I’m far from negative on these topics, but I wanted to add balance to the seemingly one sided conversation of these capabilities as investing nirvana. Here are a few observations:
Truth #1: Mainstream Business Media Gets Paid to be Terrible Market Forecasters. PERIOD. Their job is to sell papers/magazines/pageviews/subscriptions, not to make investment recommendations. The editors of the WSJ, FT, Barron’s, CNBC know exactly what they’re doing. People like to buy/read/watch media about topics and subjects they like and already know something about. Mix these two and you realize that editors WANT every front page headline to be the market consensus or only just shy of it. So, when the WSJ dedicates a week of articles in May 2017 to quant investing that helps you gauge where the consensus is at.
Truth #2: The Best Businesses in the World Get Better With Size and Have a Network Effect. But, Selling Alternative Data Faces Challenges With Growth. Selling alternative data is a tough standalone business and I commend the companies like EagleAlpha, 1010Data and Earnest Research that do it well. They mainly sell to 40–50 highly sophisticated quant funds that are power users. Each dataset is essentially a decaying asset that has the most value at the beginning when investors are skeptical or don’t believe the signal and not willing to pay a lot. But, when more investors realize the usefulness of the signal either: A) increased competition drives down pricing and/or B) the original data source provider wants a larger % of revenue. Thus, the business model of an Alternative Data & Service Provider is to: A) acquire novel, cheap, high quality datasets faster than peers before they become commoditized, B) sell as many product & services to customers as possible C) and scare/attract new customers to seeing the product benefits. This actually seems a lot like a branded pharma business and would seem to benefit from scale, with one key problem:
How useful is alternative data if everyone has it? How popular can alternative data be before its considered fundamental?

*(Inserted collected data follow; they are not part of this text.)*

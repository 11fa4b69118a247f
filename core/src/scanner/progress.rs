/// Receives a notification every time a probe finishes.
///
/// `completed` never decreases within one scan and reaches `total` when the
/// scan runs to the end. Calls come from the task driving the scan, one at a
/// time.
pub trait ProgressObserver: Send + Sync {
    fn on_progress(&self, completed: usize, total: usize);
}

impl<F> ProgressObserver for F
where
    F: Fn(usize, usize) + Send + Sync,
{
    fn on_progress(&self, completed: usize, total: usize) {
        self(completed, total)
    }
}

/// Observer that ignores every notification.
#[derive(Debug, Clone, Copy, Default)]
pub struct NoProgress;

impl ProgressObserver for NoProgress {
    fn on_progress(&self, _completed: usize, _total: usize) {}
}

The other things to think about with alternative data are that the market prices in information very quickly and the window to deploy alt data insights is likely only a few weeks between earnings releases.

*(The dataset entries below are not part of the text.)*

//! The **scan coordinator**.
//!
//! [`Scanner`] turns a [`ScanConfig`] into a [`ScanResult`]: it validates the
//! configuration, resolves the target once, and then fans out one probe per
//! port through a [`Prober`], never keeping more than `concurrency` probes in
//! flight.
//!
//! Outcomes arrive in whatever order the network answers. They are folded
//! into a single accumulator owned by the task driving the scan, so no lock is
//! needed, and sorted once the last probe has reported.

use std::net::{IpAddr, SocketAddr};
use std::time::{Duration, Instant};

use async_trait::async_trait;
use futures::{StreamExt, stream};
use portscout_common::ScanError;
use portscout_common::config::ScanConfig;
use portscout_common::info;
use tokio_util::sync::CancellationToken;
use tracing::debug;

use crate::network::{resolve, tcp::TcpProber};

mod outcome;
mod progress;

pub use outcome::{PortState, ProbeFailure, ProbeOutcome, ScanResult};
pub use progress::{NoProgress, ProgressObserver};

use outcome::Tally;

/// Defines the strategy for probing a single transport-layer port.
///
/// Implementations must classify every attempt as exactly one [`PortState`]
/// and must not hold on to any connection once `probe` returns.
#[async_trait]
pub trait Prober: Send + Sync {
    async fn probe(&self, addr: SocketAddr, timeout: Duration) -> ProbeOutcome;
}

pub struct Scanner<P = TcpProber> {
    prober: P,
}

impl<P: Prober> Scanner<P> {
    pub fn new(prober: P) -> Self {
        Self { prober }
    }

    pub fn prober(&self) -> &P {
        &self.prober
    }

    /// Scans every port of `config.range` on `config.target`.
    ///
    /// Fails before sending anything when the configuration is invalid or the
    /// target cannot be resolved. Per-port errors never fail the scan; they end
    /// up in [`ScanResult::failures`]. Once `cancel` fires the in-flight probes
    /// are dropped and [`ScanError::Cancelled`] is returned instead of a
    /// partial result.
    pub async fn run<O>(
        &self,
        config: &ScanConfig,
        observer: &O,
        cancel: &CancellationToken,
    ) -> Result<ScanResult, ScanError>
    where
        O: ProgressObserver + ?Sized,
    {
        config.validate()?;

        let address: IpAddr = tokio::select! {
            biased;
            _ = cancel.cancelled() => return Err(ScanError::Cancelled),
            resolved = resolve::resolve_target(&config.target) => resolved?,
        };

        if config.target.addr().is_none() {
            info!("{} resolved to {address}", config.target);
        }

        let started: Instant = Instant::now();
        let total: usize = config.range.port_count();
        let timeout: Duration = config.timeout;
        let prober: &P = &self.prober;

        debug!(
            "probing {total} port(s) on {address} with concurrency {} and timeout {}ms",
            config.concurrency,
            timeout.as_millis()
        );

        let mut probes = stream::iter(config.range)
            .map(move |port| prober.probe(SocketAddr::new(address, port), timeout))
            .buffer_unordered(config.concurrency);

        let mut tally = Tally::default();

        loop {
            let outcome: ProbeOutcome = tokio::select! {
                biased;
                _ = cancel.cancelled() => {
                    debug!("scan of {address} cancelled, dropping in-flight probes");
                    return Err(ScanError::Cancelled);
                }
                next = probes.next() => match next {
                    Some(outcome) => outcome,
                    None => break,
                },
            };

            if let PortState::Error(reason) = &outcome.state {
                debug!("probe of port {} failed: {reason}", outcome.port);
            }

            let completed: usize = tally.record(outcome);
            observer.on_progress(completed, total);
        }

        Ok(tally.finish(address, started.elapsed()))
    }
}

/// Runs a TCP connect scan with the default prober.
pub async fn perform_scan<O>(
    config: &ScanConfig,
    observer: &O,
    cancel: &CancellationToken,
) -> Result<ScanResult, ScanError>
where
    O: ProgressObserver + ?Sized,
{
    Scanner::new(TcpProber).run(config, observer, cancel).await
}

// ╔════════════════════════════════════════════╗
// ║ ████████╗███████╗███████╗████████╗███████╗ ║
// ║ ╚══██╔══╝██╔════╝██╔════╝╚══██╔══╝██╔════╝ ║
// ║    ██║   █████╗  ███████╗   ██║   ███████╗ ║
// ║    ██║   ██╔══╝  ╚════██║   ██║   ╚════██║ ║
// ║    ██║   ███████╗███████║   ██║   ███████║ ║
// ║    ╚═╝   ╚══════╝╚══════╝   ╚═╝   ╚══════╝ ║
// ╚════════════════════════════════════════════╝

Truth #3: These Types of Businesses Actually Have Relatively Small and Declining Barriers to Entry. Quantitative analysis, factor investing and alternative data are all digital businesses that you can literally start overnight. Constantly improving open source software is making digital businesses ridiculously easy nowadays. Anyone can scrape this webpage in about 3 lines of Python code, which can be written in about the time it takes you to finish this sentence.
BTW, want to know the secret formula for success in factor investing?…. Ready? …. A multi-factor model using Value, Momentum and Quality. Buy cheap stocks of good companies that are starting to work. Shh… Now run along and don’t tell anyone. Yes, it actually has worked over time, the future’s unclear though. I’m still surprised that there are entire businesses built around factor investing.
Rule #1 of capitalism: Capital and competition kills high returns unless there’s a barrier to entry. Of course it’s not that simple, but this does put a ceiling on how profitable these types of businesses can be. Hence, the only real point of differentiation and competitive advantage will come from scale, similar again to the pharma and digital media industries. Which leads to my final conclusion….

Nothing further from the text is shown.